Stored items

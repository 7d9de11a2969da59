//! Threat analysis - severity-ranked findings over a completed inventory
//!
//! Stateless: every run re-derives findings from the device list alone, so
//! the same inventory always yields the same report.

use lanwarden_core::target::is_backdoor_port;
use lanwarden_core::{Device, DeviceInventory};
use serde::{Deserialize, Serialize};
use std::collections::HashMap;
use tracing::info;

const DATABASE_PORTS: &[u16] = &[1433, 3306, 5432, 6379, 27017];
const SMB_PORTS: &[u16] = &[135, 137, 138, 139, 445];

/// Finding severity, ordered most severe first
#[derive(
    Debug, Clone, Copy, PartialEq, Eq, PartialOrd, Ord, Hash, Serialize, Deserialize,
)]
pub enum Severity {
    Critical,
    High,
    Medium,
    Low,
    Info,
}

impl Severity {
    pub fn as_str(&self) -> &'static str {
        match self {
            Severity::Critical => "CRITICAL",
            Severity::High => "HIGH",
            Severity::Medium => "MEDIUM",
            Severity::Low => "LOW",
            Severity::Info => "INFO",
        }
    }
}

impl std::fmt::Display for Severity {
    fn fmt(&self, f: &mut std::fmt::Formatter<'_>) -> std::fmt::Result {
        write!(f, "{}", self.as_str())
    }
}

/// One security finding against one device
#[derive(Debug, Clone, PartialEq, Eq, Serialize, Deserialize)]
pub struct ThreatFinding {
    pub device_id: String,
    pub severity: Severity,
    pub title: String,
    pub detail: String,
    /// Ports implicated by the finding, when port-based
    pub ports: Vec<u16>,
}

impl ThreatFinding {
    fn new(
        device: &Device,
        severity: Severity,
        title: &str,
        detail: String,
        ports: Vec<u16>,
    ) -> Self {
        Self {
            device_id: device.identity(),
            severity,
            title: title.to_string(),
            detail,
            ports,
        }
    }
}

/// Inventory-wide findings plus severity counts
#[derive(Debug, Clone, Serialize, Deserialize)]
pub struct ThreatSummary {
    pub findings: Vec<ThreatFinding>,
    pub critical: usize,
    pub high: usize,
    pub medium: usize,
    pub low: usize,
    pub info: usize,
}

impl ThreatSummary {
    pub fn total(&self) -> usize {
        self.findings.len()
    }

    /// Findings grouped by device identity
    pub fn by_device(&self) -> HashMap<&str, Vec<&ThreatFinding>> {
        let mut map: HashMap<&str, Vec<&ThreatFinding>> = HashMap::new();
        for finding in &self.findings {
            map.entry(finding.device_id.as_str()).or_default().push(finding);
        }
        map
    }
}

/// Stateless threat analyzer
#[derive(Debug, Clone, Copy, Default)]
pub struct ThreatAnalyzer;

impl ThreatAnalyzer {
    pub fn new() -> Self {
        Self
    }

    /// Analyze a full inventory. Findings come out sorted by severity, then
    /// device, so reports are stable.
    pub fn analyze(&self, inventory: &DeviceInventory) -> ThreatSummary {
        let mut findings = Vec::new();
        for device in inventory.iter() {
            self.analyze_device(device, &mut findings);
        }
        findings.sort_by(|a, b| {
            a.severity
                .cmp(&b.severity)
                .then_with(|| a.device_id.cmp(&b.device_id))
        });

        let count = |severity: Severity| {
            findings.iter().filter(|f| f.severity == severity).count()
        };
        let summary = ThreatSummary {
            critical: count(Severity::Critical),
            high: count(Severity::High),
            medium: count(Severity::Medium),
            low: count(Severity::Low),
            info: count(Severity::Info),
            findings,
        };
        info!(
            "Threat analysis: {} findings ({} critical, {} high)",
            summary.total(),
            summary.critical,
            summary.high
        );
        summary
    }

    fn analyze_device(&self, device: &Device, findings: &mut Vec<ThreatFinding>) {
        let open = device.open_port_numbers();

        let backdoor: Vec<u16> = open.iter().copied().filter(|&p| is_backdoor_port(p)).collect();
        if !backdoor.is_empty() {
            findings.push(ThreatFinding::new(
                device,
                Severity::Critical,
                "Backdoor port open",
                format!(
                    "Port(s) {:?} are associated with known backdoors and remote access trojans",
                    backdoor
                ),
                backdoor,
            ));
        }

        if device.has_open_port(23) {
            findings.push(ThreatFinding::new(
                device,
                Severity::High,
                "Telnet exposed",
                String::from("Telnet transmits credentials in cleartext"),
                vec![23],
            ));
        }
        if device.has_open_port(21) {
            findings.push(ThreatFinding::new(
                device,
                Severity::High,
                "FTP exposed",
                String::from("FTP transmits credentials in cleartext"),
                vec![21],
            ));
        }

        let databases: Vec<u16> = open
            .iter()
            .copied()
            .filter(|p| DATABASE_PORTS.contains(p))
            .collect();
        if !databases.is_empty() {
            findings.push(ThreatFinding::new(
                device,
                Severity::High,
                "Database port exposed",
                format!("Database service(s) reachable on port(s) {:?}", databases),
                databases,
            ));
        }

        let smb: Vec<u16> = open.iter().copied().filter(|p| SMB_PORTS.contains(p)).collect();
        if !smb.is_empty() {
            findings.push(ThreatFinding::new(
                device,
                Severity::Medium,
                "SMB/NetBIOS exposed",
                format!("Windows file sharing reachable on port(s) {:?}", smb),
                smb,
            ));
        }

        if device.is_rogue {
            findings.push(ThreatFinding::new(
                device,
                Severity::High,
                "Rogue device",
                String::from("Recently appeared on the network and not on the allowlist"),
                Vec::new(),
            ));
        }

        if open.len() >= 15 {
            findings.push(ThreatFinding::new(
                device,
                Severity::Medium,
                "Excessive attack surface",
                format!("{} open ports", open.len()),
                Vec::new(),
            ));
        }

        // Web management offered only over plaintext HTTP
        let has_http = open.contains(&80) || open.contains(&8080);
        let has_https = open.contains(&443) || open.contains(&8443);
        if has_http && !has_https {
            findings.push(ThreatFinding::new(
                device,
                Severity::Low,
                "Unencrypted management interface",
                String::from("HTTP available without an HTTPS alternative"),
                open.iter().copied().filter(|p| *p == 80 || *p == 8080).collect(),
            ));
        }
    }
}

#[cfg(test)]
mod tests {
    use super::*;
    use lanwarden_core::PortInfo;
    use std::net::Ipv4Addr;

    fn device(last_octet: u8, ports: &[u16]) -> Device {
        let mut d = Device::new(Ipv4Addr::new(192, 168, 1, last_octet));
        for &port in ports {
            d.add_port(PortInfo::open(port));
        }
        d
    }

    fn inventory(devices: Vec<Device>) -> DeviceInventory {
        devices.into_iter().collect()
    }

    #[test]
    fn test_backdoor_is_critical() {
        let summary = ThreatAnalyzer::new().analyze(&inventory(vec![device(5, &[80, 31337])]));
        assert_eq!(summary.critical, 1);
        assert_eq!(summary.findings[0].severity, Severity::Critical);
        assert_eq!(summary.findings[0].ports, vec![31337]);
    }

    #[test]
    fn test_cleartext_and_database_findings() {
        let summary = ThreatAnalyzer::new().analyze(&inventory(vec![device(6, &[21, 23, 3306])]));

        let titles: Vec<&str> = summary.findings.iter().map(|f| f.title.as_str()).collect();
        assert!(titles.contains(&"Telnet exposed"));
        assert!(titles.contains(&"FTP exposed"));
        assert!(titles.contains(&"Database port exposed"));
        assert_eq!(summary.high, 3);
    }

    #[test]
    fn test_rogue_device_flagged() {
        let mut rogue = device(7, &[]);
        rogue.is_rogue = true;
        let summary = ThreatAnalyzer::new().analyze(&inventory(vec![rogue]));

        assert_eq!(summary.high, 1);
        assert_eq!(summary.findings[0].title, "Rogue device");
    }

    #[test]
    fn test_plaintext_http_only_is_low() {
        let summary = ThreatAnalyzer::new().analyze(&inventory(vec![device(8, &[80])]));
        assert_eq!(summary.low, 1);

        // HTTPS alongside clears the finding
        let summary = ThreatAnalyzer::new().analyze(&inventory(vec![device(8, &[80, 443])]));
        assert_eq!(summary.low, 0);
    }

    #[test]
    fn test_findings_sorted_by_severity() {
        let ports: Vec<u16> = (8000..8016).collect(); // 16 ports, surface finding
        let mut many = device(9, &ports);
        many.add_port(PortInfo::open(31337));
        let summary = ThreatAnalyzer::new().analyze(&inventory(vec![many, device(10, &[23])]));

        let severities: Vec<Severity> = summary.findings.iter().map(|f| f.severity).collect();
        let mut sorted = severities.clone();
        sorted.sort();
        assert_eq!(severities, sorted);
        assert_eq!(summary.critical, 1);
    }

    #[test]
    fn test_clean_inventory_has_no_findings() {
        let summary = ThreatAnalyzer::new().analyze(&inventory(vec![device(11, &[22, 443])]));
        assert_eq!(summary.total(), 0);
    }

    #[test]
    fn test_by_device_grouping() {
        let summary = ThreatAnalyzer::new().analyze(&inventory(vec![
            device(12, &[23, 3306]),
            device(13, &[21]),
        ]));
        let grouped = summary.by_device();
        assert_eq!(grouped["192.168.1.12"].len(), 2);
        assert_eq!(grouped["192.168.1.13"].len(), 1);
    }
}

**TASK OBJECTIVE:** Please go over the data above and copy each line with "many" in it.

**ANSWER SPACE:**
        let mut many = device(9, &ports);
        many.add_port(PortInfo::open(31337));
        let summary = ThreatAnalyzer::new().analyze(&inventory(vec![many, device(10, &[23])]));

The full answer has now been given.